Amy Chua, the "Tiger Mother" who launched a thousand panic attacks among ambitious but lenient parents, is back with an almost-great book about why some groups achieve spectacular success in America while others languish. Written with her husband Jed Rubenfeld (both are law professors at Yale), "The Triple Package" examines a number of groups who've succeeded in this country and advances a thesis about why groups (and nations) prosper or decline.
The success of Asian-American immigrants (this principally includes people from China, Japan, Korea and India) is legendary. Less familiar is the bounding achievement of Nigerian immigrants. Though they account for only 0.7 percent of the black American population, they comprised 25 percent of the blacks at Harvard Business School last year. Nigerian immigrants are estimated to be 10 percent of America's black physicians. The average family income of Nigerian immigrants is not only above the black average, but above the national average as well.

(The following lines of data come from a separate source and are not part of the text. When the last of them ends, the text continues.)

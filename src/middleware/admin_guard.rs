// ABOUTME: Role guard for routes restricted to a minimum role
// ABOUTME: Returns 403 Forbidden when the session role is below the requirement
//
// SPDX-License-Identifier: MIT OR Apache-2.0

//! Role Authorization Guard
//!
//! Handlers authenticate first, then call [`require_role`] or [`require_admin`]
//! with the resolved session instead of comparing roles inline.

use panel_core::errors::{AppError, AppResult};
use panel_core::permissions::UserRole;

use crate::constants::messages;
use crate::logging::AppLogger;
use crate::session::Session;

/// Require `session` to hold at least `required`
///
/// # Errors
///
/// Returns `PERMISSION_DENIED` (403) if the role is insufficient
pub fn require_role(session: &Session, required: UserRole) -> AppResult<()> {
    if session.role.has_at_least(required) {
        return Ok(());
    }

    AppLogger::log_security_event(
        "permission_denied",
        "low",
        &format!("role {} below required {}", session.role, required),
        Some(&session.username),
    );

    Err(if required == UserRole::Admin {
        AppError::permission_denied(messages::ADMIN_REQUIRED)
    } else {
        AppError::permission_denied(format!("{required} role required"))
    })
}

/// Require admin privileges
///
/// # Errors
///
/// Returns `PERMISSION_DENIED` (403) unless the session role is admin
pub fn require_admin(session: &Session) -> AppResult<()> {
    require_role(session, UserRole::Admin)
}
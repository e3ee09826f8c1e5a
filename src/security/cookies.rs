// ABOUTME: Session cookie parsing and Set-Cookie construction
// ABOUTME: Cookies are HttpOnly, SameSite=Lax, path-wide and Secure in production
//
// SPDX-License-Identifier: MIT OR Apache-2.0

use http::header::COOKIE;
use http::{HeaderMap, HeaderValue};
use panel_core::errors::{AppError, AppResult};

use crate::constants::session::COOKIE_NAME;

/// Extract a cookie value by name from every `Cookie` header on the request
#[must_use]
pub fn get_cookie_value(headers: &HeaderMap, name: &str) -> Option<String> {
    headers
        .get_all(COOKIE)
        .iter()
        .filter_map(|value| value.to_str().ok())
        .flat_map(|value| value.split(';'))
        .filter_map(|pair| pair.trim().split_once('='))
        .find(|(key, _)| *key == name)
        .map(|(_, value)| value.trim().to_owned())
        .filter(|value| !value.is_empty())
}

/// Session token carried by the request, if any
#[must_use]
pub fn session_token(headers: &HeaderMap) -> Option<String> {
    get_cookie_value(headers, COOKIE_NAME)
}

/// `Set-Cookie` value installing a session token
///
/// # Errors
///
/// Returns an error if the token contains bytes not allowed in a header
pub fn session_cookie(token: &str, max_age_secs: u64, secure: bool) -> AppResult<HeaderValue> {
    let mut cookie =
        format!("{COOKIE_NAME}={token}; HttpOnly; SameSite=Lax; Path=/; Max-Age={max_age_secs}");
    if secure {
        cookie.push_str("; Secure");
    }
    HeaderValue::from_str(&cookie)
        .map_err(|e| AppError::internal(format!("Invalid session cookie: {e}")).with_source(e))
}

/// `Set-Cookie` value expiring the session cookie
#[must_use]
pub fn clear_session_cookie(secure: bool) -> HeaderValue {
    if secure {
        HeaderValue::from_static("panel_session=; HttpOnly; SameSite=Lax; Path=/; Max-Age=0; Secure")
    } else {
        HeaderValue::from_static("panel_session=; HttpOnly; SameSite=Lax; Path=/; Max-Age=0")
    }
}

#[cfg(test)]
mod tests {
    use super::*;

    #[test]
    fn test_get_cookie_value() {
        let mut headers = HeaderMap::new();
        headers.insert(
            COOKIE,
            HeaderValue::from_static("theme=dark; panel_session=abc.def ; other=1"),
        );
        assert_eq!(session_token(&headers).as_deref(), Some("abc.def"));
        assert_eq!(get_cookie_value(&headers, "theme").as_deref(), Some("dark"));
        assert_eq!(get_cookie_value(&headers, "missing"), None);
    }

    #[test]
    fn test_multiple_cookie_headers() {
        let mut headers = HeaderMap::new();
        headers.append(COOKIE, HeaderValue::from_static("theme=dark"));
        headers.append(COOKIE, HeaderValue::from_static("panel_session=tok"));
        assert_eq!(session_token(&headers).as_deref(), Some("tok"));
    }

    #[test]
    fn test_empty_cookie_is_absent() {
        let mut headers = HeaderMap::new();
        headers.insert(COOKIE, HeaderValue::from_static("panel_session="));
        assert_eq!(session_token(&headers), None);
    }

    #[test]
    fn test_session_cookie_attributes() {
        let cookie = session_cookie("tok", 3600, false).unwrap();
        let cookie = cookie.to_str().unwrap();
        assert!(cookie.starts_with("panel_session=tok;"));
        assert!(cookie.contains("HttpOnly"));
        assert!(cookie.contains("SameSite=Lax"));
        assert!(cookie.contains("Max-Age=3600"));
        assert!(!cookie.contains("Secure"));

        let secure = session_cookie("tok", 3600, true).unwrap();
        assert!(secure.to_str().unwrap().ends_with("; Secure"));
    }

    #[test]
    fn test_clear_cookie() {
        let cookie = clear_session_cookie(true);
        let cookie = cookie.to_str().unwrap();
        assert!(cookie.starts_with(&format!("{COOKIE_NAME}=;")));
        assert!(cookie.contains("Max-Age=0"));
        assert!(cookie.contains("Secure"));
    }
}
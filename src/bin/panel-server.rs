// ABOUTME: Server binary for the login and admin panel application
// ABOUTME: Loads configuration, initializes logging and serves until shutdown
//
// SPDX-License-Identifier: MIT OR Apache-2.0

//! # Panel Server Binary
//!
//! Configuration comes from the environment (and `.env`); flags override it.

use std::path::PathBuf;
use std::sync::Arc;

use anyhow::Result;
use clap::Parser;
use panel_server::{
    config::ServerConfig, logging, resources::ServerResources, server::PanelServer,
};
use tracing::{error, info};

#[derive(Parser)]
#[command(name = "panel-server")]
#[command(about = "Login and role-gated admin panel server")]
pub struct Args {
    /// Override bind host
    #[arg(long)]
    host: Option<String>,

    /// Override HTTP port
    #[arg(long)]
    http_port: Option<u16>,

    /// Override users file path
    #[arg(long)]
    users_file: Option<PathBuf>,

    /// Override static directory
    #[arg(long)]
    static_dir: Option<PathBuf>,
}

#[tokio::main]
async fn main() -> Result<()> {
    let args = Args::parse();

    logging::init_from_env()?;

    let mut config = ServerConfig::from_env()?;
    if let Some(host) = args.host {
        config.host = host;
    }
    if let Some(http_port) = args.http_port {
        config.http_port = http_port;
    }
    if let Some(users_file) = args.users_file {
        config.credentials.users_file = users_file;
    }
    if let Some(static_dir) = args.static_dir {
        config.static_files.directory = static_dir;
    }

    info!("{}", config.summary());

    let resources = match ServerResources::from_config(config).await {
        Ok(resources) => Arc::new(resources),
        Err(e) => {
            error!("Failed to initialize server resources: {e}");
            error!("Run `create-users seed` to create the users file");
            return Err(e.into());
        }
    };

    PanelServer::new(resources).run().await
}
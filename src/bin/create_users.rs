// ABOUTME: Provisioning utility that writes the users file with bcrypt hashes
// ABOUTME: Seeds the default accounts or adds a single account from the command line
//
// SPDX-License-Identifier: MIT OR Apache-2.0

//! Usage:
//! ```bash
//! # Write admin/adminpass, super1/superpass and usuario1/userpass
//! cargo run --bin create-users -- seed
//!
//! # Overwrite an existing file
//! cargo run --bin create-users -- seed --force
//!
//! # Add one account
//! cargo run --bin create-users -- add --username ana --password s3cret --role supervisor
//! ```

use std::path::PathBuf;

use anyhow::Result;
use clap::{Parser, Subcommand};
use panel_server::constants::{defaults, service_names};
use panel_server::permissions::UserRole;
use panel_server::provisioning::{add_user, seed_users_file, NewUser};
use tracing::info;

#[derive(Parser)]
#[command(
    name = "create-users",
    about = "Panel server user provisioning",
    long_about = "Create or extend the users file read by panel-server. Passwords are stored as bcrypt hashes."
)]
struct CreateUsersArgs {
    #[command(subcommand)]
    command: UsersCommand,

    /// Users file path
    #[arg(long, env = "USERS_FILE", default_value = defaults::USERS_FILE)]
    users_file: PathBuf,

    /// bcrypt cost factor
    #[arg(long, env = "BCRYPT_COST", default_value_t = defaults::BCRYPT_COST)]
    cost: u32,

    /// Enable debug logging
    #[arg(long, short = 'v')]
    verbose: bool,
}

#[derive(Subcommand)]
enum UsersCommand {
    /// Write the default admin, supervisor and standard accounts
    Seed {
        /// Overwrite the file if it exists
        #[arg(long)]
        force: bool,
    },

    /// Add one account to the file, creating it if needed
    Add {
        /// Login name
        #[arg(long)]
        username: String,

        /// Plaintext password, hashed before writing
        #[arg(long)]
        password: String,

        /// Role: admin, supervisor or standard (usuario and user are accepted)
        #[arg(long, default_value = "standard")]
        role: UserRole,

        /// Display name
        #[arg(long)]
        name: Option<String>,

        /// Contact email
        #[arg(long)]
        email: Option<String>,
    },
}

#[tokio::main]
async fn main() -> Result<()> {
    let args = CreateUsersArgs::parse();

    let log_level = if args.verbose { "debug" } else { "info" };
    tracing_subscriber::fmt().with_env_filter(log_level).init();

    info!("{} writing {}", service_names::CREATE_USERS, args.users_file.display());

    match args.command {
        UsersCommand::Seed { force } => {
            let users = seed_users_file(&args.users_file, args.cost, force).await?;
            for user in &users {
                info!("Created {} ({})", user.username, user.role);
            }
            println!(
                "{} written with {} users",
                args.users_file.display(),
                users.len()
            );
        }
        UsersCommand::Add {
            username,
            password,
            role,
            name,
            email,
        } => {
            let user = add_user(
                &args.users_file,
                NewUser {
                    username,
                    password,
                    role,
                    display_name: name,
                    email,
                },
                args.cost,
            )
            .await?;
            println!("Added {} ({}) to {}", user.username, user.role, args.users_file.display());
        }
    }

    Ok(())
}
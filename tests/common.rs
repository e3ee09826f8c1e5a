// ABOUTME: Shared test utilities and setup functions for integration tests
// ABOUTME: Builds test configuration, a seeded credential store and logged-in cookies
//
// SPDX-License-Identifier: MIT OR Apache-2.0
#![allow(
    dead_code,
    clippy::unwrap_used,
    clippy::expect_used,
    clippy::panic,
    clippy::missing_errors_doc,
    clippy::missing_panics_doc,
    clippy::must_use_candidate,
    clippy::module_name_repetitions
)]
//! Shared test utilities for `panel_server`
//!
//! This module provides common test setup functions to reduce duplication
//! across integration tests.

use std::path::PathBuf;
use std::sync::{Arc, Once, OnceLock};

use axum::body::Body;
use axum::http::{header, Method, Request, StatusCode};
use axum::Router;
use panel_server::{
    config::{
        CredentialsConfig, Environment, LogLevel, SecurityConfig, ServerConfig, SessionConfig,
        SessionSecret, StaticFilesConfig,
    },
    constants::limits,
    credentials::CredentialStore,
    models::User,
    permissions::UserRole,
    resources::ServerResources,
    session::InMemorySessionStore,
};
use tower::ServiceExt;

static INIT_LOGGER: Once = Once::new();

/// Lowest bcrypt cost accepted, keeps the suite fast
pub const TEST_BCRYPT_COST: u32 = 4;

/// Initialize quiet logging for tests (call once per test process)
pub fn init_test_logging() {
    INIT_LOGGER.call_once(|| {
        // Check for TEST_LOG environment variable to control test logging level
        let log_level = match std::env::var("TEST_LOG").as_deref() {
            Ok("TRACE") => tracing::Level::TRACE,
            Ok("DEBUG") => tracing::Level::DEBUG,
            Ok("INFO") => tracing::Level::INFO,
            _ => tracing::Level::WARN,
        };

        tracing_subscriber::fmt()
            .with_max_level(log_level)
            .with_test_writer()
            .init();
    });
}

/// Frontend directory shipped with the crate
pub fn static_dir() -> PathBuf {
    PathBuf::from(env!("CARGO_MANIFEST_DIR")).join("static")
}

/// Fixed 32 byte secret so tokens are reproducible within a test
pub fn test_secret() -> SessionSecret {
    SessionSecret::from_bytes(vec![0x5a; 32]).expect("32 byte secret")
}

/// Configuration for tests: testing environment, cheap bcrypt, one hour sessions
pub fn test_config() -> ServerConfig {
    ServerConfig {
        host: "127.0.0.1".to_owned(),
        http_port: 0,
        environment: Environment::Testing,
        log_level: LogLevel::Warn,
        session: SessionConfig {
            secret: test_secret(),
            ttl_secs: 3600,
            secret_is_ephemeral: false,
        },
        credentials: CredentialsConfig {
            users_file: PathBuf::from("unused-in-tests.json"),
            bcrypt_cost: TEST_BCRYPT_COST,
        },
        static_files: StaticFilesConfig {
            directory: static_dir(),
        },
        security: SecurityConfig {
            cors_origins: Vec::new(),
            request_timeout_secs: 30,
            max_body_bytes: limits::MAX_REQUEST_BODY_BYTES,
        },
    }
}

/// The three starter accounts hashed at the test cost, computed once per process
pub fn test_users() -> Vec<User> {
    static USERS: OnceLock<Vec<User>> = OnceLock::new();
    USERS
        .get_or_init(|| {
            let hash = |password: &str| {
                bcrypt::hash(password, TEST_BCRYPT_COST).expect("bcrypt hash")
            };
            vec![
                User::new("admin".into(), hash("adminpass"), UserRole::Admin)
                    .with_display_name("Administrador")
                    .with_email("admin@ejemplo.com"),
                User::new("super1".into(), hash("superpass"), UserRole::Supervisor)
                    .with_display_name("Supervisor Uno")
                    .with_email("super1@ejemplo.com"),
                User::new("usuario1".into(), hash("userpass"), UserRole::Standard)
                    .with_display_name("Usuario Uno")
                    .with_email("user1@ejemplo.com"),
            ]
        })
        .clone()
}

/// Credential store holding the starter accounts
pub fn create_test_credentials() -> CredentialStore {
    CredentialStore::from_users(test_users()).expect("unique usernames")
}

/// Resources over an in-memory session store
pub fn create_test_resources() -> Arc<ServerResources> {
    create_test_resources_with(test_config())
}

/// Resources with a caller supplied configuration
pub fn create_test_resources_with(config: ServerConfig) -> Arc<ServerResources> {
    init_test_logging();
    let resources = ServerResources::new(
        config,
        create_test_credentials(),
        Arc::new(InMemorySessionStore::new()),
    )
    .expect("server resources");
    Arc::new(resources)
}

/// POST a JSON login and return the status plus the `name=value` cookie pair
pub async fn login(router: &Router, username: &str, password: &str) -> (StatusCode, Option<String>) {
    let body = serde_json::json!({ "username": username, "password": password });
    let request = Request::builder()
        .method(Method::POST)
        .uri("/api/login")
        .header(header::CONTENT_TYPE, "application/json")
        .body(Body::from(body.to_string()))
        .expect("request");

    let response = router.clone().oneshot(request).await.expect("response");
    let status = response.status();
    let cookie = response
        .headers()
        .get(header::SET_COOKIE)
        .and_then(|value| value.to_str().ok())
        .and_then(|value| value.split(';').next())
        .map(str::to_owned);
    (status, cookie)
}

/// Log in and return the cookie, panicking on failure
pub async fn login_cookie(router: &Router, username: &str, password: &str) -> String {
    let (status, cookie) = login(router, username, password).await;
    assert_eq!(status, StatusCode::OK, "login failed for {username}");
    cookie.expect("Set-Cookie on successful login")
}

/// GET `uri` with an optional cookie, returning status and parsed JSON body
pub async fn get_json(
    router: &Router,
    uri: &str,
    cookie: Option<&str>,
) -> (StatusCode, serde_json::Value) {
    let mut builder = Request::builder().method(Method::GET).uri(uri);
    if let Some(cookie) = cookie {
        builder = builder.header(header::COOKIE, cookie);
    }
    let request = builder.body(Body::empty()).expect("request");

    let response = router.clone().oneshot(request).await.expect("response");
    let status = response.status();
    let bytes = axum::body::to_bytes(response.into_body(), usize::MAX)
        .await
        .expect("body");
    let json = if bytes.is_empty() {
        serde_json::Value::Null
    } else {
        serde_json::from_slice(&bytes).expect("JSON body")
    };
    (status, json)
}
// ABOUTME: Login and logout route handlers issuing and revoking session cookies
// ABOUTME: Served at both the bare paths and under /api for the frontend
//
// SPDX-License-Identifier: MIT OR Apache-2.0

//! Authentication routes
//!
//! `POST /login` verifies credentials and sets the session cookie.
//! `POST /logout` revokes the session and expires the cookie; it succeeds
//! whether or not a session was present.

use std::sync::Arc;

use axum::extract::rejection::JsonRejection;
use axum::extract::State;
use axum::http::{header::SET_COOKIE, HeaderMap, StatusCode};
use axum::response::{IntoResponse, Response};
use axum::routing::post;
use axum::{Json, Router};
use chrono::{DateTime, Utc};
use panel_core::errors::AppError;
use panel_core::permissions::UserRole;
use serde::{Deserialize, Serialize};

use crate::constants::messages;
use crate::resources::ServerResources;
use crate::security::cookies;

/// Login request body
#[derive(Debug, Deserialize)]
pub struct LoginRequest {
    /// Login name
    #[serde(default)]
    pub username: String,
    /// Plaintext password
    #[serde(default)]
    pub password: String,
}

/// Login response body
#[derive(Debug, Serialize, Deserialize)]
pub struct LoginResponse {
    /// Human readable status
    pub message: String,
    /// Role of the authenticated user
    pub role: UserRole,
    /// Login name
    pub username: String,
    /// Session expiry
    pub expires_at: DateTime<Utc>,
}

/// Logout response body
#[derive(Debug, Serialize, Deserialize)]
pub struct LogoutResponse {
    /// Human readable status
    pub message: String,
}

/// Authentication routes
pub struct AuthRoutes;

impl AuthRoutes {
    /// Create all authentication routes
    pub fn routes(resources: Arc<ServerResources>) -> Router {
        Router::new()
            .route("/login", post(Self::handle_login))
            .route("/api/login", post(Self::handle_login))
            .route("/logout", post(Self::handle_logout))
            .route("/api/logout", post(Self::handle_logout))
            .with_state(resources)
    }

    /// Handle login
    async fn handle_login(
        State(resources): State<Arc<ServerResources>>,
        payload: Result<Json<LoginRequest>, JsonRejection>,
    ) -> Result<Response, AppError> {
        let Json(request) =
            payload.map_err(|e| AppError::invalid_input(format!("Invalid login body: {e}")))?;

        tracing::debug!(user.name = %request.username, "Login attempt");

        let user = resources
            .authenticator
            .authenticate(&request.username, &request.password)
            .await?;
        let issued = resources.sessions.issue(&user).await?;

        let cookie = cookies::session_cookie(
            &issued.token,
            resources.sessions.ttl_secs(),
            resources.config.secure_cookies(),
        )?;

        Ok((
            StatusCode::OK,
            [(SET_COOKIE, cookie)],
            Json(LoginResponse {
                message: messages::LOGIN_SUCCESS.to_owned(),
                role: user.role,
                username: user.username,
                expires_at: issued.session.expires_at,
            }),
        )
            .into_response())
    }

    /// Handle logout
    async fn handle_logout(
        State(resources): State<Arc<ServerResources>>,
        headers: HeaderMap,
    ) -> Result<Response, AppError> {
        if let Some(token) = cookies::session_token(&headers) {
            resources.sessions.revoke(&token).await?;
        }

        Ok((
            StatusCode::OK,
            [(
                SET_COOKIE,
                cookies::clear_session_cookie(resources.config.secure_cookies()),
            )],
            Json(LogoutResponse {
                message: messages::LOGOUT_SUCCESS.to_owned(),
            }),
        )
            .into_response())
    }
}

While we think we know about Asian achievement (who hasn't seen the Asian students walk away with most of the honors at high school graduation ceremonies?), the statistics still have the power to startle. For the last five years, nearly 50 percent of the top prizewinners at the Intel Science Talent Search have been Asian Americans. They constitute "30 to 50 percent of the student bodies at the country's leading music programs." In 2012, of the 141 top-ranked high school students in the country, those designated as "presidential scholars," 48 were Asian-American. On the SAT, Asians score on average 143 points above the norm. Though only 5 percent of the college-age cohort, they represent 19 percent of the study body at Harvard, 16 percent at Yale, 19 percent at Princeton and, well, you get the idea. If there were not an unspoken quota on Asians imposed by universities, they would probably account for half of the students at the leading schools.
The high fliers academically and economically are not only immigrants. Mormons have recently been taking the top spots in the corporate and banking worlds. They have risen to the top at Dell, American Express, Sears, Roebuck, Fisher Price, Lufthansa, Black & Decker and many other companies. Goldman Sachs's third largest office is now in Salt Lake City.
Cubans, Jews, Lebanese, Iranians, blacks from the West Indies and others also excel. Chua and Rubenfeld think they know why. It's three traits that combine to drive achievement: 1) a sense of group superiority; 2) a feeling of insecurity and something to prove; and 3) a capacity for delaying gratification.